Work instructions: In this exercise, the data must be written out exactly.

Dataset:
=== Begin Enclosure ===

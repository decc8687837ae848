use std::io::{self, Read};
use std::path::{Path, PathBuf};

use anyhow::{Context, Result, anyhow};
use reqwest::blocking::Client;
use tracing::{info, warn};

use crate::mlflow::{MlflowClient, parse_runs_uri};
use crate::model::Model;
use crate::utils::{HttpConfig, MlflowSelection, ModelSource};

/// Source flags as given on the command line, before a source is chosen.
#[derive(Debug, Clone, Default)]
pub struct SourceFlags {
    pub model: Option<PathBuf>,
    pub url: Option<String>,
    pub git: Option<String>,
    pub git_path: Option<PathBuf>,
    pub mlflow_uri: Option<String>,
    pub experiment: Option<String>,
    pub run_id: Option<String>,
    pub model_uri: Option<String>,
    pub artifact_path: Option<String>,
    pub upload: bool,
}

/// A classifier together with where it came from.
#[derive(Debug)]
pub struct LoadedModel {
    pub model: Model,
    pub origin: String,
}

/// Pick one model source; upload, local file, URL, git and MLflow are tried in that order.
pub fn select_source(flags: &SourceFlags) -> Result<ModelSource> {
    if flags.upload {
        return Ok(ModelSource::Upload);
    }
    if let Some(path) = &flags.model {
        return Ok(ModelSource::Local { path: path.clone() });
    }
    if let Some(url) = &flags.url {
        return Ok(ModelSource::Remote { url: url.clone() });
    }
    if let Some(repo) = &flags.git {
        let path = flags
            .git_path
            .clone()
            .ok_or_else(|| anyhow!("--git-path is required when using --git"))?;
        return Ok(ModelSource::Git {
            repo: repo.clone(),
            path,
        });
    }
    if let Some(uri) = &flags.mlflow_uri {
        let (run_id, artifact_path) = match (&flags.model_uri, &flags.run_id) {
            (Some(_), Some(_)) => {
                return Err(anyhow!("pass either --model-uri or --run-id, not both"));
            }
            (Some(_), None) if flags.artifact_path.is_some() => {
                return Err(anyhow!(
                    "--artifact-path cannot be combined with --model-uri; the URI names the artifact"
                ));
            }
            (Some(model_uri), None) => {
                let (run, path) = parse_runs_uri(model_uri)?;
                (Some(run), path)
            }
            (None, run_id) => (
                run_id.clone(),
                flags
                    .artifact_path
                    .clone()
                    .unwrap_or_else(|| crate::utils::DEFAULT_ARTIFACT_PATH.to_string()),
            ),
        };
        return Ok(ModelSource::Mlflow(MlflowSelection {
            tracking_uri: uri.clone(),
            experiment: flags.experiment.clone(),
            run_id,
            artifact_path,
        }));
    }

    Err(anyhow!(
        "no model source provided; pass --model, --url, --git, --mlflow-uri, or --upload"
    ))
}

pub fn http_client(config: &HttpConfig) -> Result<Client> {
    Client::builder()
        .timeout(config.timeout)
        .user_agent(concat!("severity-predict/", env!("CARGO_PKG_VERSION")))
        .build()
        .context("failed to build HTTP client")
}

pub fn fetch_url(url: &str, config: &HttpConfig) -> Result<Vec<u8>> {
    info!(url, "downloading model");
    let response = http_client(config)?
        .get(url)
        .send()
        .with_context(|| format!("failed to download model from {url}"))?;
    let status = response.status();
    if !status.is_success() {
        warn!(url, status = status.as_u16(), "model download rejected");
        return Err(anyhow!(
            "failed to download model; status code {}",
            status.as_u16()
        ));
    }
    let bytes = response
        .bytes()
        .with_context(|| format!("failed to read model body from {url}"))?;
    info!(url, bytes = bytes.len(), "downloaded model");
    Ok(bytes.to_vec())
}

/// Read an uploaded model from any reader (stdin in the binary).
pub fn read_upload<R: Read>(mut reader: R) -> Result<Vec<u8>> {
    let mut buffer = Vec::new();
    reader
        .read_to_end(&mut buffer)
        .context("failed to read uploaded model")?;
    if buffer.is_empty() {
        return Err(anyhow!("uploaded model is empty"));
    }
    info!(bytes = buffer.len(), "loaded uploaded model");
    Ok(buffer)
}

fn clone_and_read(repo: &str, git_path: &Path) -> Result<Vec<u8>> {
    let tmpdir = tempfile::tempdir().context("failed to create temp dir for git clone")?;
    let repo_dir = tmpdir.path().join("repo");
    info!(repo, path = %git_path.display(), "cloning model repository");
    let mut fo = git2::FetchOptions::new();
    fo.download_tags(git2::AutotagOption::None);
    fo.update_fetchhead(true);
    let mut co = git2::build::RepoBuilder::new();
    co.fetch_options(fo);
    co.clone(repo, &repo_dir)
        .with_context(|| format!("failed to clone repo {repo}"))?;

    let target_path = repo_dir.join(git_path);
    if !target_path.exists() {
        warn!(path = %target_path.display(), "model path not found in repo");
        return Err(anyhow!("git path not found: {}", git_path.display()));
    }
    let bytes = std::fs::read(&target_path)
        .with_context(|| format!("failed to read {} from git repo", git_path.display()))?;
    info!(path = %git_path.display(), bytes = bytes.len(), "loaded model from git");
    Ok(bytes)
}

/// Fetch raw model bytes and the origin label for `source`.
pub fn load_model_bytes(source: &ModelSource, config: &HttpConfig) -> Result<(Vec<u8>, String)> {
    match source {
        ModelSource::Local { path } => {
            let bytes = std::fs::read(path)
                .with_context(|| format!("failed to read model file at {}", path.display()))?;
            info!(path = %path.display(), bytes = bytes.len(), "loaded model file");
            Ok((bytes, source.describe()))
        }
        ModelSource::Remote { url } => Ok((fetch_url(url, config)?, source.describe())),
        ModelSource::Git { repo, path } => Ok((clone_and_read(repo, path)?, source.describe())),
        ModelSource::Mlflow(selection) => {
            let client = MlflowClient::new(&selection.tracking_uri, config)?;
            let (run_id, bytes) = client.fetch_model(selection)?;
            Ok((bytes, format!("mlflow:{run_id}")))
        }
        ModelSource::Upload => Ok((read_upload(io::stdin().lock())?, source.describe())),
    }
}

/// Resolve a source into a validated model handle.
pub fn resolve_model(source: &ModelSource, config: &HttpConfig) -> Result<LoadedModel> {
    let (bytes, origin) = load_model_bytes(source, config)?;
    let model = Model::from_slice(&bytes)
        .with_context(|| format!("failed to load model from {origin}"))?;
    info!(origin = %origin, name = model.name(), kind = model.kind(), "model ready");
    Ok(LoadedModel { model, origin })
}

=== End Enclosure ===

Written answer:
repository decc8687837ae848
use std::io::{self, Read};
use std::path::{Path, PathBuf};

use anyhow::{Context, Result, anyhow};
use reqwest::blocking::Client;
use tracing::{info, warn};

use crate::mlflow::{MlflowClient, parse_runs_uri};
use crate::model::Model;
use crate::utils::{HttpConfig, MlflowSelection, ModelSource};

/// Source flags as given on the command line, before a source is chosen.
#[derive(Debug, Clone, Default)]
pub struct SourceFlags {
    pub model: Option<PathBuf>,
    pub url: Option<String>,
    pub git: Option<String>,
    pub git_path: Option<PathBuf>,
    pub mlflow_uri: Option<String>,
    pub experiment: Option<String>,
    pub run_id: Option<String>,
    pub model_uri: Option<String>,
    pub artifact_path: Option<String>,
    pub upload: bool,
}

/// A classifier together with where it came from.
#[derive(Debug)]
pub struct LoadedModel {
    pub model: Model,
    pub origin: String,
}

/// Pick one model source; upload, local file, URL, git and MLflow are tried in that order.
pub fn select_source(flags: &SourceFlags) -> Result<ModelSource> {
    if flags.upload {
        return Ok(ModelSource::Upload);
    }
    if let Some(path) = &flags.model {
        return Ok(ModelSource::Local { path: path.clone() });
    }
    if let Some(url) = &flags.url {
        return Ok(ModelSource::Remote { url: url.clone() });
    }
    if let Some(repo) = &flags.git {
        let path = flags
            .git_path
            .clone()
            .ok_or_else(|| anyhow!("--git-path is required when using --git"))?;
        return Ok(ModelSource::Git {
            repo: repo.clone(),
            path,
        });
    }
    if let Some(uri) = &flags.mlflow_uri {
        let (run_id, artifact_path) = match (&flags.model_uri, &flags.run_id) {
            (Some(_), Some(_)) => {
                return Err(anyhow!("pass either --model-uri or --run-id, not both"));
            }
            (Some(_), None) if flags.artifact_path.is_some() => {
                return Err(anyhow!(
                    "--artifact-path cannot be combined with --model-uri; the URI names the artifact"
                ));
            }
            (Some(model_uri), None) => {
                let (run, path) = parse_runs_uri(model_uri)?;
                (Some(run), path)
            }
            (None, run_id) => (
                run_id.clone(),
                flags
                    .artifact_path
                    .clone()
                    .unwrap_or_else(|| crate::utils::DEFAULT_ARTIFACT_PATH.to_string()),
            ),
        };
        return Ok(ModelSource::Mlflow(MlflowSelection {
            tracking_uri: uri.clone(),
            experiment: flags.experiment.clone(),
            run_id,
            artifact_path,
        }));
    }

    Err(anyhow!(
        "no model source provided; pass --model, --url, --git, --mlflow-uri, or --upload"
    ))
}

pub fn http_client(config: &HttpConfig) -> Result<Client> {
    Client::builder()
        .timeout(config.timeout)
        .user_agent(concat!("severity-predict/", env!("CARGO_PKG_VERSION")))
        .build()
        .context("failed to build HTTP client")
}

pub fn fetch_url(url: &str, config: &HttpConfig) -> Result<Vec<u8>> {
    info!(url, "downloading model");
    let response = http_client(config)?
        .get(url)
        .send()
        .with_context(|| format!("failed to download model from {url}"))?;
    let status = response.status();
    if !status.is_success() {
        warn!(url, status = status.as_u16(), "model download rejected");
        return Err(anyhow!(
            "failed to download model; status code {}",
            status.as_u16()
        ));
    }
    let bytes = response
        .bytes()
        .with_context(|| format!("failed to read model body from {url}"))?;
    info!(url, bytes = bytes.len(), "downloaded model");
    Ok(bytes.to_vec())
}

/// Read an uploaded model from any reader (stdin in the binary).
pub fn read_upload<R: Read>(mut reader: R) -> Result<Vec<u8>> {
    let mut buffer = Vec::new();
    reader
        .read_to_end(&mut buffer)
        .context("failed to read uploaded model")?;
    if buffer.is_empty() {
        return Err(anyhow!("uploaded model is empty"));
    }
    info!(bytes = buffer.len(), "loaded uploaded model");
    Ok(buffer)
}

fn clone_and_read(repo: &str, git_path: &Path) -> Result<Vec<u8>> {
    let tmpdir = tempfile::tempdir().context("failed to create temp dir for git clone")?;
    let repo_dir = tmpdir.path().join("repo");
    info!(repo, path = %git_path.display(), "cloning model repository");
    let mut fo = git2::FetchOptions::new();
    fo.download_tags(git2::AutotagOption::None);
    fo.update_fetchhead(true);
    let mut co = git2::build::RepoBuilder::new();
    co.fetch_options(fo);
    co.clone(repo, &repo_dir)
        .with_context(|| format!("failed to clone repo {repo}"))?;

    let target_path = repo_dir.join(git_path);
    if !target_path.exists() {
        warn!(path = %target_path.display(), "model path not found in repo");
        return Err(anyhow!("git path not found: {}", git_path.display()));
    }
    let bytes = std::fs::read(&target_path)
        .with_context(|| format!("failed to read {} from git repo", git_path.display()))?;
    info!(path = %git_path.display(), bytes = bytes.len(), "loaded model from git");
    Ok(bytes)
}

/// Fetch raw model bytes and the origin label for `source`.
pub fn load_model_bytes(source: &ModelSource, config: &HttpConfig) -> Result<(Vec<u8>, String)> {
    match source {
        ModelSource::Local { path } => {
            let bytes = std::fs::read(path)
                .with_context(|| format!("failed to read model file at {}", path.display()))?;
            info!(path = %path.display(), bytes = bytes.len(), "loaded model file");
            Ok((bytes, source.describe()))
        }
        ModelSource::Remote { url } => Ok((fetch_url(url, config)?, source.describe())),
        ModelSource::Git { repo, path } => Ok((clone_and_read(repo, path)?, source.describe())),
        ModelSource::Mlflow(selection) => {
            let client = MlflowClient::new(&selection.tracking_uri, config)?;
            let (run_id, bytes) = client.fetch_model(selection)?;
            Ok((bytes, format!("mlflow:{run_id}")))
        }
        ModelSource::Upload => Ok((read_upload(io::stdin().lock())?, source.describe())),
    }
}

/// Resolve a source into a validated model handle.
pub fn resolve_model(source: &ModelSource, config: &HttpConfig) -> Result<LoadedModel> {
    let (bytes, origin) = load_model_bytes(source, config)?;
    let model = Model::from_slice(&bytes)
        .with_context(|| format!("failed to load model from {origin}"))?;
    info!(origin = %origin, name = model.name(), kind = model.kind(), "model ready");
    Ok(LoadedModel { model, origin })
}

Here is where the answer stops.